Com uma história bem simples e forte apelo regional, Cine Holliúdy provavelmente é o primeiro filme brasileiro - quem sabe do mundo! - com legendas para o seu próprio idioma. Parte disso se deve à velocidade de fala do povo nordestino, proporcional à sua velocidade de raciocínio, que pode deixar os mais desacostumados perdidos, pensando se tratar de uma língua estrangeira – falo isso por experiência própria não de quem escuta, mas de quem fala. Muito divertido e agradável de acompanhar, traz ainda uma bela mensagem sobre a situação dos cinemas no Brasil. Mas seria um filme apenas para quem tem alguma identificação com a cultura nordestina? Sente na frente da sua TV telefunk colorida de 12 faixas e tire a dúvida!
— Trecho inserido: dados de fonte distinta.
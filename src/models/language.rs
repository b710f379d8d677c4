//! 支持的出题语言
//!
//! 代码 → (英文名, 本地名)。提示词里使用英文名。

use phf::phf_map;

static SUPPORTED_LANGUAGES: phf::Map<&'static str, (&'static str, &'static str)> = phf_map! {
    "en" => ("English", "English"),
    "es" => ("Spanish", "Español"),
    "fr" => ("French", "Français"),
    "de" => ("German", "Deutsch"),
    "it" => ("Italian", "Italiano"),
    "pt" => ("Portuguese", "Português"),
    "ja" => ("Japanese", "日本語"),
    "ko" => ("Korean", "한국어"),
    "zh" => ("Chinese", "中文"),
    "hi" => ("Hindi", "हिन्दी"),
    "ar" => ("Arabic", "العربية"),
    "ru" => ("Russian", "Русский"),
    "nl" => ("Dutch", "Nederlands"),
    "sv" => ("Swedish", "Svenska"),
    "no" => ("Norwegian", "Norsk"),
    "da" => ("Danish", "Dansk"),
    "fi" => ("Finnish", "Suomi"),
    "pl" => ("Polish", "Polski"),
    "tr" => ("Turkish", "Türkçe"),
    "th" => ("Thai", "ไทย"),
};

/// 语言代码对应的英文名，未知代码回退为 English
pub fn language_name(code: &str) -> &'static str {
    SUPPORTED_LANGUAGES
        .get(code)
        .map(|(name, _)| *name)
        .unwrap_or("English")
}

/// 语言代码对应的本地名
pub fn native_name(code: &str) -> Option<&'static str> {
    SUPPORTED_LANGUAGES.get(code).map(|(_, native)| *native)
}

pub fn is_supported(code: &str) -> bool {
    SUPPORTED_LANGUAGES.contains_key(code)
}

/// 所有支持的语言代码（按代码排序）
pub fn supported_codes() -> Vec<&'static str> {
    let mut codes: Vec<&'static str> = SUPPORTED_LANGUAGES.keys().copied().collect();
    codes.sort_unstable();
    codes
}
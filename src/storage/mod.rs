pub mod kv_store;
pub mod progress_store;

pub use kv_store::{FileStore, KeyValueStore, MemoryStore};
pub use progress_store::{ProgressStore, StorageInfo};
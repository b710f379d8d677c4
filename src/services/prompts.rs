//! 出题提示词
//!
//! 语言以英文名写进提示词，题目内容要求全部使用该语言。

pub const SYSTEM_MESSAGE: &str = "You are an expert certification exam creator. \
You always answer with raw JSON only, without commentary.";

/// 单题提示词；`question_number` 只是让模型换一个主题的提示
pub fn single_question_prompt(certificate_name: &str, language_name: &str, question_number: usize) -> String {
    format!(
        r#"Generate exactly 1 multiple-choice quiz question for the "{certificate}" certification.

IMPORTANT: Generate all content in {language}. The question, the options and the explanation must be written in {language}.

This is question number {number}. Make sure it covers a different topic/domain than previous questions to ensure variety.

The question should:
1. Be based on the latest documentation, best practices, and exam objectives
2. Have 4 multiple choice options
3. Have exactly one correct answer
4. Include a detailed explanation of why the correct answer is right and why other options are wrong
5. Be at the appropriate difficulty level for the certification
6. Cover a specific domain/topic of the certification
7. Use proper {language} language and terminology

Return ONLY a valid JSON object with this exact structure (no additional text):
{{
  "question": "Question text here?",
  "options": ["Option A", "Option B", "Option C", "Option D"],
  "correctAnswer": 0,
  "explanation": "Detailed explanation of the correct answer and why other options are incorrect."
}}

Generate the question now."#,
        certificate = certificate_name,
        language = language_name,
        number = question_number,
    )
}

/// 批量提示词
pub fn batch_prompt(certificate_name: &str, language_name: &str, batch_size: usize) -> String {
    format!(
        r#"Generate exactly {count} multiple-choice quiz questions for the "{certificate}" certification.

IMPORTANT: Generate all content in {language}. All questions, options, and explanations must be written in {language}.

Each question should:
1. Be based on the latest documentation, best practices, and exam objectives
2. Have 4 multiple choice options
3. Have exactly one correct answer
4. Include a detailed explanation of why the correct answer is right and why other options are wrong
5. Be at the appropriate difficulty level for the certification
6. Cover different domains/topics of the certification
7. Use proper {language} language and terminology

Return ONLY a valid JSON array with this exact structure (no additional text):
[
  {{
    "question": "Question text here?",
    "options": ["Option A", "Option B", "Option C", "Option D"],
    "correctAnswer": 0,
    "explanation": "Detailed explanation of the correct answer and why other options are incorrect."
  }}
]

Generate exactly {count} questions now."#,
        certificate = certificate_name,
        language = language_name,
        count = batch_size,
    )
}

/// 证书名称校验提示词
pub fn certification_check_prompt(certification_name: &str) -> String {
    format!(
        r#"Is "{name}" a real professional certification?

Respond with JSON only:

{{
  "isValid": boolean,
  "correctedName": "official name if valid",
  "description": "what it covers and target audience",
  "suggestions": ["alt1", "alt2", "alt3"],
  "confidence": "high"
}}

If valid: set isValid=true, provide correctedName and description, empty suggestions array
If invalid: set isValid=false, empty correctedName and description, provide 3 real alternatives"#,
        name = certification_name,
    )
}

#[cfg(test)]
mod tests {
    use super::*;

    #[test]
    fn single_prompt_carries_language_and_number() {
        let prompt = single_question_prompt("CompTIA Security+", "German", 7);
        assert!(prompt.contains("\"CompTIA Security+\""));
        assert!(prompt.contains("Generate all content in German"));
        assert!(prompt.contains("This is question number 7."));
    }

    #[test]
    fn batch_prompt_asks_for_array() {
        let prompt = batch_prompt("CKA", "English", 5);
        assert!(prompt.contains("Generate exactly 5 multiple-choice"));
        assert!(prompt.contains("JSON array"));
        assert!(!prompt.contains("This is question number"));
    }
}
pub mod llm_client;

use async_trait::async_trait;

use crate::error::GenerationError;

pub use llm_client::LlmClient;

/// 外部文本生成端点
///
/// 只返回原始文本；题目的解析和校验由生成服务负责。
#[async_trait]
pub trait TextGenerator: Send + Sync {
    async fn generate_text(
        &self,
        system_message: Option<&str>,
        user_message: &str,
    ) -> Result<String, GenerationError>;
}
//! 测试替身：按脚本返回响应的文本生成端点

use std::collections::VecDeque;
use std::sync::Mutex;
use std::time::Duration;

use async_trait::async_trait;

use crate::clients::TextGenerator;
use crate::error::GenerationError;

#[derive(Debug, Clone)]
pub enum Step {
    Reply(String),
    Fail(String),
    /// 一直不返回，等外层超时
    Stall,
}

pub struct ScriptedBackend {
    steps: Mutex<VecDeque<Step>>,
    fallback: Option<Step>,
    prompts: Mutex<Vec<String>>,
}

impl ScriptedBackend {
    pub fn new(steps: Vec<Step>) -> Self {
        Self {
            steps: Mutex::new(steps.into()),
            fallback: None,
            prompts: Mutex::new(Vec::new()),
        }
    }

    pub fn repeating(step: Step) -> Self {
        Self {
            fallback: Some(step),
            ..Self::new(Vec::new())
        }
    }

    pub fn calls(&self) -> usize {
        self.prompts.lock().unwrap().len()
    }

    pub fn last_prompt(&self) -> Option<String> {
        self.prompts.lock().unwrap().last().cloned()
    }
}

#[async_trait]
impl TextGenerator for ScriptedBackend {
    async fn generate_text(
        &self,
        _system_message: Option<&str>,
        user_message: &str,
    ) -> Result<String, GenerationError> {
        self.prompts.lock().unwrap().push(user_message.to_string());
        let step = self
            .steps
            .lock()
            .unwrap()
            .pop_front()
            .or_else(|| self.fallback.clone())
            .expect("script exhausted");

        match step {
            Step::Reply(text) => Ok(text),
            Step::Fail(message) => Err(GenerationError::Request(message)),
            Step::Stall => {
                tokio::time::sleep(Duration::from_secs(3600)).await;
                Err(GenerationError::Request("stalled".into()))
            }
        }
    }
}

pub fn valid_question_json(text: &str) -> String {
    serde_json::json!({
        "question": text,
        "options": ["Option A", "Option B", "Option C", "Option D"],
        "correctAnswer": 1,
        "explanation": "Option B is correct."
    })
    .to_string()
}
A simplicidade do enredo nem de longe tira a brilho de Cine Holliúdy. É de fato um filme pequeno, com suas limitações, porém com um propósito grandioso. Conta a história de uma família do interior do Ceará que resolve, mais uma vez, largar tudo e ir para Pacatuba tentar abrir um cinema e viver da grande paixão de Francisgleydisson, patriarca da família, paixão está que já se manifesta forte no filho. E estamos falando de um cinema precário, parecido com aquele feito pelos irmãos Lumière no final do século retrasado. O começo com a apresentação dos personagens já mostra ao espectador toda a criatividade que ele está prestes a vivenciar: nomes como Francisgleydisson e um sagui denominado “afilhado de King Kong”. E como não rir de expressões como “mão de peia”, “cãibra no pulmão”, “bibelô de macumba”, “baitolagem medonha”, “chicletim de baleia” ou “pleura central da peridural”? Ou da tradução dos títulos dos filmes apresentados por Francisgleydisson, onde Godzila se transforma em Calango do Cão? Muito mais interessante do que as traduções do barulho dos filmes da sessão da tarde. É um raciocínio aguçado, delicioso de presenciar. Você só verá um povo tão sagaz quanto o nordestino quando o papa casar, te garanto. Um povo sofrido, ingênuo a ponto de se impressionar com coisas que aparecem nos filmes e que não impressionam nem uma criança de dez anos, mas que deveriam, sim, ser impressionantes. Um povo que celebra as coisas simples da vida, como uma inauguração de um banco...de praça, por um prefeito desonesto, que usa palavras complicadas e desconexas em frases de discursos para tirar proveito desse mesmo povo que, mal sabe ele, apesar de todas as dificuldades, ainda praticam sem titubear preceitos importantes tão em desuso hoje em dia. Sim, Cine Holliúdy mostra, por exemplo, a importância de a família estar sempre junta nas dificuldades e adversidades, além de mostrar também toda a criatividade e perseverança do nordestino para sair desses momentos complicados. E mesmo com todas estas belas lições, o que marca de verdade é a mensagem da magia do cinema. Cine Holliúdy é um Cinema Paradiso brasileiro. Levar o cinema é levar o sonho, como bem diz o personagem principal do longa.
Os atores são um espetáculo à parte. Eles interpretam eles próprios, com uma simplicidade absurda. Colocá-los para fazer um papel mais profundo, que exige mais de um ator? Muito provavelmente não se sairão bem. Mas o que importa é que neste filme eles cumprem e bem o seu papel de convencer o espectador. A reação da plateia
na cena final do filme, contada por Francisgleydisson devido a um problema com o projetor
, exemplifica com chave de ouro como a atuação de todos os atores se encaixa bem com o filme. É algo que vem de dentro, espontâneo, que parece não ter vindo de um roteiro. O espectador fica emocionado ao mesmo tempo em que não consegue segurar a gargalhada. E graças a deus que em todo final de filme, todo vilão é morredor e piada com cego nunca perde a graça!
Será que o cinema vai acabar por causa da televisão? No fim a dúvida que tanto atormenta os amantes de cinema em Cine Holliúdy também assola os cinéfilos da vida real. A mensagem que fica não poderia dar uma resposta melhor a essa questão: a vida não tem sentido sem histórias. Cine Holliúdy um filme que cumpre bem o seu papel de divertir e vai além, mostrando uma realidade triste para quem ama se emocionar na sala escura. Recomendadíssimo. Tuends.